Dataset entries:
******

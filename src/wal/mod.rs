//! Write-Ahead Log (WAL) Module
//!
//! Provides durability guarantees through an append-only transaction log.
//!
//! ## Responsibilities
//! - Serialize concurrent mutations through a single writer thread
//! - Assign strictly increasing sequence numbers
//! - Let callers wait until everything they submitted is durable
//! - Replay the log into a fresh store on startup
//!
//! ## File Format
//! One record per line, fields separated by a single tab:
//! ```text
//! ┌────────────┬────────────┬─────────────┬─────────────────┐
//! │ sequence   │ type (1|2) │ key         │ value (escaped) │ \n
//! └────────────┴────────────┴─────────────┴─────────────────┘
//!   1 = Delete (value empty), 2 = Put
//! ```
//! Values are percent-escaped. Keys are written raw, so the writer refuses
//! keys holding a tab or newline.

mod entry;
mod escape;
mod pending;
mod reader;
mod recovery;
mod writer;

pub use entry::{Event, EventType};
pub use escape::{escape, unescape};
pub use reader::{Events, LogReader};
pub use recovery::{LogReplayer, RecoveryResult};
pub use writer::{LogWriter, WriteTicket};

/// Something that can absorb logged events in log order.
///
/// The replayer feeds every recovered event through this, and the log writer
/// feeds every event once it is durable.
pub trait ApplyEvent: Send + Sync {
    fn apply(&self, event: &Event);
}
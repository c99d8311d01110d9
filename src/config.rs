//! Configuration for kvwal
//!
//! Centralized configuration with sensible defaults.

use std::path::PathBuf;

use crate::error::{KvError, Result};

/// Main configuration for a kvwal instance
#[derive(Debug, Clone)]
pub struct Config {
    // -------------------------------------------------------------------------
    // Log Configuration
    // -------------------------------------------------------------------------
    /// Path of the transaction log file. Parent directories are created on open.
    pub log_path: PathBuf,

    /// Sync strategy: how often the writer fsyncs the log
    pub sync_strategy: WalSyncStrategy,

    // -------------------------------------------------------------------------
    // Pipeline Configuration
    // -------------------------------------------------------------------------
    /// Capacity of the bounded submission queue in front of the log writer.
    /// Submitters block (never fail) while the queue is full.
    pub buffer_capacity: usize,
}

/// WAL sync strategy
#[derive(Debug, Clone, Copy, PartialEq, Eq)]
pub enum WalSyncStrategy {
    /// Flush each record to the OS, never fsync explicitly
    FlushOnly,

    /// fsync after every write (safest, slowest)
    EveryWrite,

    /// fsync after N unsynced entries (balanced durability/performance)
    EveryNEntries { count: usize },
}

impl Default for Config {
    fn default() -> Self {
        Self {
            log_path: PathBuf::from("./kvwal_data/transaction.log"),
            sync_strategy: WalSyncStrategy::FlushOnly,
            buffer_capacity: 16,
        }
    }
}

impl Config {
    /// Create a new config builder
    pub fn builder() -> ConfigBuilder {
        ConfigBuilder::default()
    }

    /// Reject settings the writer cannot run with
    pub fn validate(&self) -> Result<()> {
        if self.buffer_capacity == 0 {
            return Err(KvError::Config(
                "buffer_capacity must be at least 1".to_string(),
            ));
        }
        if let WalSyncStrategy::EveryNEntries { count: 0 } = self.sync_strategy {
            return Err(KvError::Config(
                "EveryNEntries sync count must be at least 1".to_string(),
            ));
        }
        if self.log_path.as_os_str().is_empty() {
            return Err(KvError::Config("log_path must not be empty".to_string()));
        }
        Ok(())
    }
}

/// Builder for Config
#[derive(Default)]
pub struct ConfigBuilder {
    config: Config,
}

impl ConfigBuilder {
    /// Set the transaction log path
    pub fn log_path(mut self, path: impl Into<PathBuf>) -> Self {
        self.config.log_path = path.into();
        self
    }

    /// Set the WAL sync strategy
    pub fn sync_strategy(mut self, strategy: WalSyncStrategy) -> Self {
        self.config.sync_strategy = strategy;
        self
    }

    /// Set the bounded queue capacity
    pub fn buffer_capacity(mut self, capacity: usize) -> Self {
        self.config.buffer_capacity = capacity;
        self
    }

    pub fn build(self) -> Config {
        self.config
    }
}
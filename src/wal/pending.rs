//! Pending-write counter
//!
//! Counts submissions that are not yet durable and lets callers block until
//! the count drains. Once the writer halts, waiters are released with the
//! failure instead of the counter ever reaching zero on its own.

use std::time::{Duration, Instant};

use parking_lot::{Condvar, Mutex};

use crate::error::{KvError, Result};

#[derive(Debug, Default)]
struct PendingState {
    count: u64,
    halted: Option<String>,
}

#[derive(Debug, Default)]
pub(crate) struct PendingWrites {
    state: Mutex<PendingState>,
    drained: Condvar,
}

impl PendingWrites {
    pub(crate) fn add(&self) {
        self.state.lock().count += 1;
    }

    pub(crate) fn done(&self) {
        let mut state = self.state.lock();
        state.count = state.count.saturating_sub(1);
        if state.count == 0 {
            self.drained.notify_all();
        }
    }

    /// Mark the pipeline as failed and release every waiter
    pub(crate) fn halt(&self, message: String) {
        let mut state = self.state.lock();
        if state.halted.is_none() {
            state.halted = Some(message);
        }
        state.count = 0;
        self.drained.notify_all();
    }

    pub(crate) fn halted(&self) -> Option<String> {
        self.state.lock().halted.clone()
    }

    pub(crate) fn count(&self) -> u64 {
        self.state.lock().count
    }

    /// Block until the count reaches zero
    pub(crate) fn wait(&self) -> Result<()> {
        let mut state = self.state.lock();
        loop {
            if let Some(message) = &state.halted {
                return Err(KvError::LogWriteFailure(message.clone()));
            }
            if state.count == 0 {
                return Ok(());
            }
            self.drained.wait(&mut state);
        }
    }

    /// Like `wait`, but gives up at the deadline and returns `Ok(false)`
    pub(crate) fn wait_timeout(&self, timeout: Duration) -> Result<bool> {
        let deadline = Instant::now() + timeout;
        let mut state = self.state.lock();
        loop {
            if let Some(message) = &state.halted {
                return Err(KvError::LogWriteFailure(message.clone()));
            }
            if state.count == 0 {
                return Ok(true);
            }
            if self.drained.wait_until(&mut state, deadline).timed_out() {
                if let Some(message) = &state.halted {
                    return Err(KvError::LogWriteFailure(message.clone()));
                }
                return Ok(state.count == 0);
            }
        }
    }
}
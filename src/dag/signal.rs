// src/dag/signal.rs

//! Owned, name-keyed signal dispatcher.
//!
//! A signal name maps to an ordered list of subscribers. Subscribers are
//! plain values (e.g. slot indices); whoever owns the dispatcher decides
//! what publishing to each of them means. Everything runs on the owner's
//! scheduling task, so no interior mutability is needed.

use std::collections::HashMap;

#[derive(Debug, Clone)]
pub struct Signals<S> {
    channels: HashMap<String, Vec<S>>,
}

impl<S> Default for Signals<S> {
    fn default() -> Self {
        Self {
            channels: HashMap::new(),
        }
    }
}

impl<S> Signals<S> {
    pub fn new() -> Self {
        Self::default()
    }

    /// Append `subscriber` to the list for `signal`.
    pub fn subscribe(&mut self, signal: impl Into<String>, subscriber: S) {
        self.channels.entry(signal.into()).or_default().push(subscriber);
    }

    /// Subscribers of `signal`, in subscription order.
    pub fn subscribers(&self, signal: &str) -> &[S] {
        self.channels
            .get(signal)
            .map(|subs| subs.as_slice())
            .unwrap_or(&[])
    }

    pub fn has_subscribers(&self, signal: &str) -> bool {
        !self.subscribers(signal).is_empty()
    }

    /// Total number of subscriptions across all signals.
    pub fn len(&self) -> usize {
        self.channels.values().map(Vec::len).sum()
    }

    pub fn is_empty(&self) -> bool {
        self.len() == 0
    }
}
// src/config/loader.rs

use std::fs;
use std::path::Path;

use crate::config::model::{GraphConfig, RawGraphConfig};
use crate::errors::Result;

/// Load a graph manifest from `path` without semantic validation.
pub fn load_from_path(path: impl AsRef<Path>) -> Result<RawGraphConfig> {
    let contents = fs::read_to_string(path.as_ref())?;
    load_from_str(&contents)
}

/// Parse a graph manifest from TOML text without semantic validation.
pub fn load_from_str(contents: &str) -> Result<RawGraphConfig> {
    let config: RawGraphConfig = toml::from_str(contents)?;
    Ok(config)
}

/// Load a graph manifest and validate it:
/// - at least one task,
/// - every `after` entry names a declared task, and no task names itself,
/// - the graph is acyclic.
pub fn load_and_validate(path: impl AsRef<Path>) -> Result<GraphConfig> {
    let raw = load_from_path(path)?;
    GraphConfig::try_from(raw)
}
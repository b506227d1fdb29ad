// tests/registry.rs

mod common;

use std::collections::BTreeSet;
use std::sync::Arc;

use dagrun::dag::graph::topological_order;
use dagrun::errors::DagrunError;
use dagrun::{Completion, Registry, Task, TaskSpec, Work, define};

use crate::common::{diamond, init_tracing};

fn noop() -> Work<i32> {
    Work::new(|_ctx: &Arc<()>, _args: Vec<i32>, _done: Completion<i32>| Ok(()))
}

fn spec(name: &str, deps: &[&str]) -> TaskSpec<i32> {
    TaskSpec::new()
        .named(name)
        .after(deps.iter().copied())
        .work(noop())
}

fn names<T, C>(tasks: &[&Task<T, C>]) -> BTreeSet<String> {
    tasks.iter().map(|t| t.name().to_string()).collect()
}

#[test]
fn registers_specs_and_tasks() {
    init_tracing();
    let (registry, _log) = diamond().build();
    assert_eq!(registry.len(), 7);

    let order: Vec<&str> = registry.tasks().map(|t| t.name()).collect();
    assert_eq!(order, vec!["a", "b", "c", "d", "e", "f", "g"]);

    let mut registry: Registry<i32> = Registry::new();
    registry.register(spec("x", &[])).unwrap();
    registry.register(define(spec("z", &["x"])).unwrap()).unwrap();
    assert_eq!(registry.len(), 2);
    assert_eq!(registry.task_by_name("z").unwrap().dependencies(), &["x".to_string()]);
}

#[test]
fn with_tasks_builds_from_a_list() {
    let tasks = vec![define(spec("a", &["b"])).unwrap(), define(spec("b", &[])).unwrap()];
    let registry = Registry::with_tasks(tasks).unwrap();
    assert_eq!(registry.len(), 2);
    assert!(!registry.is_empty());
}

#[test]
fn task_by_name_finds_registered_tasks_only() {
    let mut registry: Registry<i32> = Registry::new();
    registry.register(spec("a", &[])).unwrap();

    assert_eq!(registry.task_by_name("a").map(|t| t.name()), Some("a"));
    assert!(registry.task_by_name("not there").is_none());
}

#[test]
fn make_task_normalises_a_spec() {
    let task = Registry::<i32>::make_task(spec("b", &["c"])).unwrap();
    assert_eq!(task.name(), "b");
    assert!(task.depends_on("c"));
}

#[test]
fn duplicate_names_are_rejected() {
    let mut registry: Registry<i32> = Registry::new();
    let task = define(spec("b", &[])).unwrap();
    registry.add_task(task.clone()).unwrap();

    match registry.add_task(task) {
        Err(DagrunError::ValidationError(msg)) => assert!(msg.contains("already registered: b")),
        other => panic!("Expected ValidationError, got: {:?}", other),
    }
    assert_eq!(registry.len(), 1);
}

#[test]
fn unnamed_registration_is_rejected() {
    let mut registry: Registry<i32> = Registry::new();
    let result = registry.register(TaskSpec::new().work(noop()));
    assert!(matches!(result, Err(DagrunError::ValidationError(_))));
    assert!(registry.is_empty());
}

#[test]
fn emitter_name_is_reserved() {
    let mut registry: Registry<i32> = Registry::new();
    let result = registry.register(spec(dagrun::dag::EMITTER_NAME, &[]));
    assert!(matches!(result, Err(DagrunError::ValidationError(msg)) if msg.contains("reserved")));
}

#[test]
fn dependency_list_returns_direct_dependencies() {
    let (registry, _log) = diamond().build();
    let a = registry.task_by_name("a").unwrap();

    let direct: Vec<&str> = registry
        .dependency_list(a)
        .into_iter()
        .map(|t| t.unwrap().name())
        .collect();
    assert_eq!(direct, vec!["b", "c"]);
}

#[test]
fn dependency_list_yields_placeholder_for_unregistered_names() {
    let mut registry: Registry<i32> = Registry::new();
    registry.register(spec("a", &["ghost", "b"])).unwrap();
    registry.register(spec("b", &[])).unwrap();

    let list = registry.dependency_list(registry.task_by_name("a").unwrap());
    assert!(list[0].is_none());
    assert_eq!(list[1].map(|t| t.name()), Some("b"));
}

#[test]
fn dependency_closure_is_transitive_and_deduplicated() {
    let (registry, _log) = diamond().build();
    let a = registry.task_by_name("a").unwrap();

    let closure = registry.dependency_closure(a).unwrap();
    assert_eq!(closure.len(), 3, "b, c and d; d only once");
    assert_eq!(
        names(&closure),
        ["b", "c", "d"].iter().map(|s| s.to_string()).collect()
    );

    let requester = define(
        TaskSpec::new()
            .named("requester")
            .after(["a"])
            .work(dagrun_test_utils::fake_work::echo("requester", Default::default())),
    )
    .unwrap();
    let closure = registry.dependency_closure(&requester).unwrap();
    assert_eq!(
        names(&closure),
        ["a", "b", "c", "d"].iter().map(|s| s.to_string()).collect()
    );
}

#[test]
fn dependency_closure_fails_on_unregistered_name() {
    let mut registry: Registry<i32> = Registry::new();
    registry.register(spec("a", &["b"])).unwrap();
    registry.register(spec("b", &["ghost"])).unwrap();

    match registry.dependency_closure(registry.task_by_name("a").unwrap()) {
        Err(DagrunError::UnknownDependency { task, dependency }) => {
            assert_eq!(task, "b");
            assert_eq!(dependency, "ghost");
        }
        other => panic!("Expected UnknownDependency, got: {:?}", other),
    }
}

#[test]
fn detect_cycle_accepts_acyclic_graphs() {
    let (registry, _log) = diamond().build();
    for task in registry.tasks() {
        registry.detect_cycle(task).unwrap();
    }
}

#[test]
fn detect_cycle_reports_two_task_cycle() {
    let mut registry: Registry<i32> = Registry::new();
    registry.register(spec("a", &["b"])).unwrap();
    registry.register(spec("b", &["a"])).unwrap();

    match registry.detect_cycle(registry.task_by_name("a").unwrap()) {
        Err(DagrunError::CircularDependency(name)) => assert_eq!(name, "a"),
        other => panic!("Expected CircularDependency, got: {:?}", other),
    }
}

#[test]
fn detect_cycle_reports_self_dependency_and_longer_cycles() {
    let mut registry: Registry<i32> = Registry::new();
    registry.register(spec("me", &["me"])).unwrap();
    registry.register(spec("top", &["x"])).unwrap();
    registry.register(spec("x", &["y"])).unwrap();
    registry.register(spec("y", &["z"])).unwrap();
    registry.register(spec("z", &["x"])).unwrap();

    assert!(matches!(
        registry.detect_cycle(registry.task_by_name("me").unwrap()),
        Err(DagrunError::CircularDependency(name)) if name == "me"
    ));
    assert!(matches!(
        registry.detect_cycle(registry.task_by_name("top").unwrap()),
        Err(DagrunError::CircularDependency(name)) if name == "x"
    ));
}

#[test]
fn validate_checks_the_whole_registry() {
    let (registry, _log) = diamond().build();
    registry.validate().unwrap();

    let mut registry: Registry<i32> = Registry::new();
    registry.register(spec("a", &["missing"])).unwrap();
    assert!(matches!(
        registry.validate(),
        Err(DagrunError::UnknownDependency { dependency, .. }) if dependency == "missing"
    ));

    let mut registry: Registry<i32> = Registry::new();
    registry.register(spec("a", &["b"])).unwrap();
    registry.register(spec("b", &["a"])).unwrap();
    assert!(matches!(registry.validate(), Err(DagrunError::CircularDependency(_))));
}

#[test]
fn topological_order_puts_dependencies_first() {
    let deps_a = vec!["b".to_string(), "c".to_string()];
    let deps_b = vec!["d".to_string()];
    let deps_c = vec!["d".to_string()];
    let none: Vec<String> = Vec::new();
    let nodes = vec![
        ("a", deps_a.as_slice()),
        ("b", deps_b.as_slice()),
        ("c", deps_c.as_slice()),
        ("d", none.as_slice()),
    ];

    let order = topological_order(nodes).unwrap();
    let pos = |name: &str| order.iter().position(|n| *n == name).unwrap();

    assert_eq!(order.len(), 4);
    assert!(pos("d") < pos("b"));
    assert!(pos("d") < pos("c"));
    assert!(pos("b") < pos("a"));
    assert!(pos("c") < pos("a"));
}

#[test]
fn topological_order_treats_self_dependency_as_a_cycle() {
    let deps = vec!["me".to_string()];
    let result = topological_order([("me", deps.as_slice())]);
    assert!(matches!(result, Err(DagrunError::CircularDependency(name)) if name == "me"));
}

******

Problem description: The required output is the entries from their opening line through the line holding "fsyncs the log", repeated exactly, with both end lines kept.

Task result:
filename src/wal/mod.rs
//! Write-Ahead Log (WAL) Module
//!
//! Provides durability guarantees through an append-only transaction log.
//!
//! ## Responsibilities
//! - Serialize concurrent mutations through a single writer thread
//! - Assign strictly increasing sequence numbers
//! - Let callers wait until everything they submitted is durable
//! - Replay the log into a fresh store on startup
//!
//! ## File Format
//! One record per line, fields separated by a single tab:
//! ```text
//! ┌────────────┬────────────┬─────────────┬─────────────────┐
//! │ sequence   │ type (1|2) │ key         │ value (escaped) │ \n
//! └────────────┴────────────┴─────────────┴─────────────────┘
//!   1 = Delete (value empty), 2 = Put
//! ```
//! Values are percent-escaped. Keys are written raw, so the writer refuses
//! keys holding a tab or newline.

mod entry;
mod escape;
mod pending;
mod reader;
mod recovery;
mod writer;

pub use entry::{Event, EventType};
pub use escape::{escape, unescape};
pub use reader::{Events, LogReader};
pub use recovery::{LogReplayer, RecoveryResult};
pub use writer::{LogWriter, WriteTicket};

/// Something that can absorb logged events in log order.
///
/// The replayer feeds every recovered event through this, and the log writer
/// feeds every event once it is durable.
pub trait ApplyEvent: Send + Sync {
    fn apply(&self, event: &Event);
}
repository c99d8311d01110d9
filename src/config.rs
//! Configuration for kvwal
//!
//! Centralized configuration with sensible defaults.

use std::path::PathBuf;

use crate::error::{KvError, Result};

/// Main configuration for a kvwal instance
#[derive(Debug, Clone)]
pub struct Config {
    // -------------------------------------------------------------------------
    // Log Configuration
    // -------------------------------------------------------------------------
    /// Path of the transaction log file. Parent directories are created on open.
    pub log_path: PathBuf,

    /// Sync strategy: how often the writer fsyncs the log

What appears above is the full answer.